Mettons désormais une porte et une serrure à notre bouche. Ces riens dangereux engendrent des maux sans nombre; des familles sont bouleversées, des amitiés brisées ; des misères infinies en résultent. O homme! n'examinez point curieusement les affaires de votre prochain. Mais vous êtes bavard, c'est votre maladie? Parlez de vos affaires à Dieu ; ce ne sera plus un vice et un danger pour vous, mais un avantage. Racontez-les à vos amis, aux hommes justes, à ceux qui possèdent votre confiance, afin qu'ils prient pour vos péchés. Si vous parlez des faits et gestes du prochain, loin d'y gagner, loin d'en profiter, vous êtes perdu. Si Dieu est notre confident pour tout ce qui vous regarde, vous amasserez une belle récompense. « Je l'ai dit », chantait le Psalmiste: « J'accuserai contre moi-même et à Dieu toutes mes iniquités! Et vous, Seigneur, vous m'avez pardonné l'impiété de mon coeur! » Vous voulez juger? Jugez vos oeuvres. Personne ne vous accusera plus, si vous vous condamnez vous-même; mais on vous accusera, si vous ne vous jugez pas. Oui, l'on vous accusera si vous ne faites pas votre aveu; on vous accusera si vous n'avez pas de repentir. Voyez-vous quelqu'un s'irriter , s'emporter, commettre quelque péché grave et indigne ? Pensez aussitôt à vos propres actions; ainsi vous ne le condamnerez pas sévèrement, et vous vous épargnerez un faix énorme de péchés.
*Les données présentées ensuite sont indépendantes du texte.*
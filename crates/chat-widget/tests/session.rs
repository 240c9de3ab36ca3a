use std::sync::{Arc, Mutex};
use std::time::Duration;

use chat_widget::SessionBuilder;
use chat_widget::core::{DEFAULT_WELCOME_MESSAGE, Message, Renderer, Sender};
use chat_widget_test_model::{PresetResponse, TestModelProvider};
use tokio::sync::mpsc;
use tokio::time::{sleep, timeout};

#[derive(Default)]
struct TextRenderer {
    lines: Mutex<Vec<String>>,
}

impl Renderer for TextRenderer {
    fn render_message(&self, message: &Message) {
        let who = match message.sender() {
            Sender::User => "user",
            Sender::Assistant => "assistant",
        };
        self.lines
            .lock()
            .unwrap()
            .push(format!("{who}: {}", message.text()));
    }

    fn show_pending(&self) {}

    fn clear_pending(&self) {}
}

fn idle_channel() -> (
    impl Fn() + Send + Sync + 'static,
    mpsc::UnboundedReceiver<()>,
) {
    let (idle_tx, idle_rx) = mpsc::unbounded_channel();
    let on_idle = move || {
        idle_tx.send(()).ok();
    };
    (on_idle, idle_rx)
}

#[tokio::test(start_paused = true)]
async fn test_welcome_then_demo() {
    let renderer = Arc::new(TextRenderer::default());
    let (on_idle, mut idle_rx) = idle_channel();
    let session = SessionBuilder::with_model_provider(
        TestModelProvider::default(),
        Arc::clone(&renderer),
    )
    .with_demo_replies(["Recycling helps!"])
    .on_idle(on_idle)
    .build();
    assert!(session.is_demo());

    sleep(Duration::from_millis(1100)).await;
    session.send_message("Any tips?");
    timeout(Duration::from_secs(5), idle_rx.recv())
        .await
        .unwrap()
        .unwrap();

    assert_eq!(
        *renderer.lines.lock().unwrap(),
        [
            format!("assistant: {DEFAULT_WELCOME_MESSAGE}"),
            "user: Any tips?".to_owned(),
            "assistant: Recycling helps!".to_owned(),
        ]
    );
}

#[tokio::test(start_paused = true)]
async fn test_switch_to_live() {
    let mut model_provider = TestModelProvider::default();
    model_provider.add_response(PresetResponse::reply("From Gemini"));
    let observer = model_provider.clone();
    let (on_idle, mut idle_rx) = idle_channel();
    let mut session = SessionBuilder::with_model_provider(
        model_provider,
        TextRenderer::default(),
    )
    .without_welcome_message()
    .with_demo_replies(["canned"])
    .with_demo_delay(Duration::from_millis(10))
    .on_idle(on_idle)
    .build();

    session.send_message("one");
    idle_rx.recv().await.unwrap();

    session.set_credential("secret");
    assert!(!session.is_demo());
    session.send_message("two");
    idle_rx.recv().await.unwrap();

    session.set_credential("");
    assert!(session.is_demo());
    session.send_message("three");
    idle_rx.recv().await.unwrap();

    let texts: Vec<_> = session
        .transcript()
        .await
        .unwrap()
        .iter()
        .map(|m| m.text().to_owned())
        .collect();
    assert_eq!(
        texts,
        ["one", "canned", "two", "From Gemini", "three", "canned"]
    );

    let received = observer.received_requests();
    assert_eq!(received.len(), 1);
    assert_eq!(received[0].message, "two");
    assert_eq!(received[0].credential, "secret");
}

#[tokio::test(start_paused = true)]
async fn test_custom_welcome() {
    let session = SessionBuilder::with_model_provider(
        TestModelProvider::default(),
        TextRenderer::default(),
    )
    .with_welcome_message("Hello there")
    .build();

    sleep(Duration::from_secs(2)).await;
    let transcript = session.transcript().await.unwrap();
    assert_eq!(transcript.len(), 1);
    assert_eq!(transcript.last().unwrap().text(), "Hello there");
    assert_eq!(transcript.last().unwrap().sender(), Sender::Assistant);
}
//! The presentation layer seam.

use std::sync::Arc;

use crate::conversation::Message;

/// Draws the conversation.
///
/// The controller calls these methods from its own task, one at a time,
/// right after it updates the transcript. Implementations should not block
/// for long.
pub trait Renderer: Send + Sync + 'static {
    /// Draws a message bubble for `message`, and scrolls to it.
    fn render_message(&self, message: &Message);

    /// Shows the pending indicator. The controller never calls this twice
    /// without a [`Renderer::clear_pending`] in between.
    fn show_pending(&self);

    /// Removes the pending indicator.
    fn clear_pending(&self);

    /// Removes any placeholder content shown before the first message.
    fn clear_placeholder(&self) {}
}

impl<R: Renderer + ?Sized> Renderer for Arc<R> {
    #[inline]
    fn render_message(&self, message: &Message) {
        (**self).render_message(message)
    }

    #[inline]
    fn show_pending(&self) {
        (**self).show_pending()
    }

    #[inline]
    fn clear_pending(&self) {
        (**self).clear_pending()
    }

    #[inline]
    fn clear_placeholder(&self) {
        (**self).clear_placeholder()
    }
}

/// Tracks whether the pending indicator is visible, so that only the
/// transitions reach the renderer.
#[derive(Clone, Copy, Debug, Default, PartialEq, Eq)]
pub(crate) struct PendingIndicator {
    visible: bool,
}

impl PendingIndicator {
    /// Returns `false` if the indicator was already visible.
    pub fn show(&mut self, renderer: &dyn Renderer) -> bool {
        if self.visible {
            return false;
        }
        self.visible = true;
        renderer.show_pending();
        true
    }

    /// Returns `false` if there was no indicator to clear.
    pub fn clear(&mut self, renderer: &dyn Renderer) -> bool {
        if !self.visible {
            return false;
        }
        self.visible = false;
        renderer.clear_pending();
        true
    }
}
Si nous réglons ainsi notre vie, si nous l'occupons de la sorte, si nous prononçons nous-mêmes notre condamnation, nous ne commettrons peut-être que bien peu de péchés ; tandis que celte douceur, cette réserve nous enrichira d'actions honnêtes et glorieuses, et nous fera jouir de tous les biens promis à ceux qui aiment Dieu. Puissions-nous les conquérir par la grâce et la bonté de Notre-Seigneur Jésus-Christ, avec lequel soient au Père, dans l'unité du Saint-Esprit, gloire, empire, honneur, maintenant et toujours, et dans les siècles des siècles. Ainsi soit-il.